• [Work required] Please copy out all lines of the entries that contain the word "Database".

• [Record extracts]
((

//! Application error types
//!
//! Every failure that reaches the transport layer is an `AppError`.

use account_core::DomainError;
use serde::Serialize;
use utoipa::ToSchema;

/// Application-wide error type
#[derive(Debug, thiserror::Error)]
pub enum AppError {
    /// Request-level validation failure
    #[error("Validation error: {0}")]
    Validation(String),

    /// Storage setup failure (pool, migrations)
    #[error("Database error: {0}")]
    Database(String),

    #[error("Internal server error")]
    Internal(#[source] anyhow::Error),

    #[error(transparent)]
    Domain(#[from] DomainError),

    /// Invalid or missing configuration at startup
    #[error("Configuration error: {0}")]
    Config(String),
}

impl AppError {
    /// HTTP status code for this error
    #[must_use]
    pub fn status_code(&self) -> u16 {
        match self {
            Self::Validation(_) => 400,
            Self::Database(_) | Self::Internal(_) | Self::Config(_) => 500,
            Self::Domain(e) if e.is_authentication() => 401,
            Self::Domain(e) if e.is_authorization() => 403,
            Self::Domain(e) if e.is_not_found() => 404,
            Self::Domain(e) if e.is_conflict() => 409,
            Self::Domain(e) if e.is_gone() => 410,
            Self::Domain(e) if e.is_validation() => 400,
            Self::Domain(_) => 500,
        }
    }

    /// Stable machine-readable error code
    #[must_use]
    pub fn error_code(&self) -> &'static str {
        match self {
            Self::Validation(_) => "VALIDATION_ERROR",
            Self::Database(_) => "DATABASE_ERROR",
            Self::Internal(_) => "INTERNAL_ERROR",
            Self::Config(_) => "CONFIG_ERROR",
            Self::Domain(e) => e.code(),
        }
    }

    /// Message safe to show a client. Infrastructure causes are masked.
    #[must_use]
    pub fn public_message(&self) -> String {
        match self {
            Self::Database(_) | Self::Domain(DomainError::DatabaseError(_)) => {
                "Database error".to_string()
            }
            Self::Domain(DomainError::InternalError(_)) | Self::Config(_) => {
                "Internal server error".to_string()
            }
            other => other.to_string(),
        }
    }
}

/// Error payload returned to API clients
#[derive(Debug, Serialize, ToSchema)]
pub struct ErrorResponse {
    /// Stable machine-readable code, e.g. `TOKEN_EXPIRED`
    pub code: String,
    pub message: String,
    /// Field-level validation failures
    #[serde(skip_serializing_if = "Option::is_none")]
    #[schema(value_type = Option<Object>)]
    pub details: Option<serde_json::Value>,
}

impl From<&AppError> for ErrorResponse {
    fn from(err: &AppError) -> Self {
        Self {
            code: err.error_code().to_string(),
            message: err.public_message(),
            details: None,
        }
    }
}

impl From<AppError> for ErrorResponse {
    fn from(err: AppError) -> Self {
        Self::from(&err)
    }
}

/// Result type alias for application operations
pub type AppResult<T> = Result<T, AppError>;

))

• [Output for this task]
    #[error("Database error: {0}")]
    Database(String),
            Self::Database(_) | Self::Internal(_) | Self::Config(_) => 500,
            Self::Database(_) => "DATABASE_ERROR",
            Self::Database(_) | Self::Domain(DomainError::DatabaseError(_)) => {
                "Database error".to_string()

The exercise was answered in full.